La Olivetti aprì un negozio a New York nel 1954, quando Steve Jobs e Stephen Wozniak, i futuri fondatori della Apple, avevano rispettivamente 1 e 4 anni. Lo showroom della Olivetti era uno dei negozi più belli della Fifth Avenue nella New York degli anni 50.
Nel 1979 la Olivetti aprì anche una sede a Cupertino, nella Silicon Valley, dove pochi anni prima era nata la Apple. L'Olivetti Advanced Technology Center di Cupertino aveva anche una sezione ricerca dedicata all’intelligenza artificiale.
 

Vale la pena ricordare questi dettagli per rendere l’idea dell’enorme vantaggio tecnologico che l’azienda di Ivrea aveva accumulato sugli americani (in Europa non c’era partita, la Olivetti negli anni 80 fu il primo produttore di PC, il terzo al mondo, creando i primi portatili con microprocessori) che arrivarono anni dopo a comprendere certe “visioni”.

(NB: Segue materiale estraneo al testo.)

//! PostgreSQL implementation of CategoryRepository

use async_trait::async_trait;
use sqlx::PgPool;
use tracing::instrument;

use gourmet_core::entities::Category;
use gourmet_core::traits::{CategoryRepository, PageQuery, RepoResult};
use gourmet_core::value_objects::Snowflake;

use crate::models::CategoryModel;

use super::error::{category_not_found, map_db_error};

/// PostgreSQL implementation of CategoryRepository
#[derive(Clone)]
pub struct PgCategoryRepository {
    pool: PgPool,
}

impl PgCategoryRepository {
    pub fn new(pool: PgPool) -> Self {
        Self { pool }
    }
}

#[async_trait]
impl CategoryRepository for PgCategoryRepository {
    #[instrument(skip(self))]
    async fn find_by_id(&self, id: Snowflake) -> RepoResult<Option<Category>> {
        let result = sqlx::query_as::<_, CategoryModel>(
            r"
            SELECT id, name FROM categories WHERE id = $1
            ",
        )
        .bind(id.into_inner())
        .fetch_optional(&self.pool)
        .await
        .map_err(map_db_error)?;

        Ok(result.map(Category::from))
    }

    #[instrument(skip(self))]
    async fn list(&self, page: PageQuery) -> RepoResult<Vec<Category>> {
        let results = sqlx::query_as::<_, CategoryModel>(
            r"
            SELECT id, name
            FROM categories
            WHERE ($1::BIGINT IS NULL OR id > $1)
            ORDER BY id ASC
            LIMIT $2
            ",
        )
        .bind(page.after.map(Snowflake::into_inner))
        .bind(page.limit)
        .fetch_all(&self.pool)
        .await
        .map_err(map_db_error)?;

        Ok(results.into_iter().map(Category::from).collect())
    }

    #[instrument(skip(self))]
    async fn find_missing(&self, ids: &[Snowflake]) -> RepoResult<Vec<Snowflake>> {
        if ids.is_empty() {
            return Ok(Vec::new());
        }

        let ids: Vec<i64> = ids.iter().map(|id| id.into_inner()).collect();
        let missing = sqlx::query_scalar::<_, i64>(
            r"
            SELECT t.id
            FROM UNNEST($1::BIGINT[]) AS t(id)
            WHERE NOT EXISTS (SELECT 1 FROM categories c WHERE c.id = t.id)
            ORDER BY t.id
            ",
        )
        .bind(&ids)
        .fetch_all(&self.pool)
        .await
        .map_err(map_db_error)?;

        Ok(missing.into_iter().map(Snowflake::new).collect())
    }

    #[instrument(skip(self))]
    async fn create(&self, category: &Category) -> RepoResult<()> {
        sqlx::query(
            r"
            INSERT INTO categories (id, name) VALUES ($1, $2)
            ",
        )
        .bind(category.id.into_inner())
        .bind(&category.name)
        .execute(&self.pool)
        .await
        .map_err(map_db_error)?;

        Ok(())
    }

    #[instrument(skip(self))]
    async fn update(&self, category: &Category) -> RepoResult<()> {
        let result = sqlx::query(
            r"
            UPDATE categories SET name = $2 WHERE id = $1
            ",
        )
        .bind(category.id.into_inner())
        .bind(&category.name)
        .execute(&self.pool)
        .await
        .map_err(map_db_error)?;

        if result.rows_affected() == 0 {
            return Err(category_not_found(category.id));
        }

        Ok(())
    }

    /// Deleting a category also drops its post links
    #[instrument(skip(self))]
    async fn delete(&self, id: Snowflake) -> RepoResult<()> {
        let result = sqlx::query(
            r"
            DELETE FROM categories WHERE id = $1
            ",
        )
        .bind(id.into_inner())
        .execute(&self.pool)
        .await
        .map_err(map_db_error)?;

        if result.rows_affected() == 0 {
            return Err(category_not_found(id));
        }

        Ok(())
    }
}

E lo fecero grazie a noi italiani (cioè copiandoci). Altro che "mafia, pizza e mandolino" come una certa vulgata mediatica ha descritto il Paese e i suoi abitanti negli ultimi decenni.
Ai giovani va spiegato chi erano Adriano e Roberto Olivetti, chi è Federico Faggin (inventò tra le altre cose il primo microprocessore della storia e la tecnologia touch) e che contributo diede il nostro Paese alla rivoluzione informatica.
 
La NASA utilizzò un elaboratore italiano, il P101 della Olivetti, per calcolare le orbite dei viaggi spaziali (compresa quella dell’Apollo 11). Si tratta del primo personal computer della storia. Paradossale che a scuola tutto questo non sia inserito nei programmi didattici.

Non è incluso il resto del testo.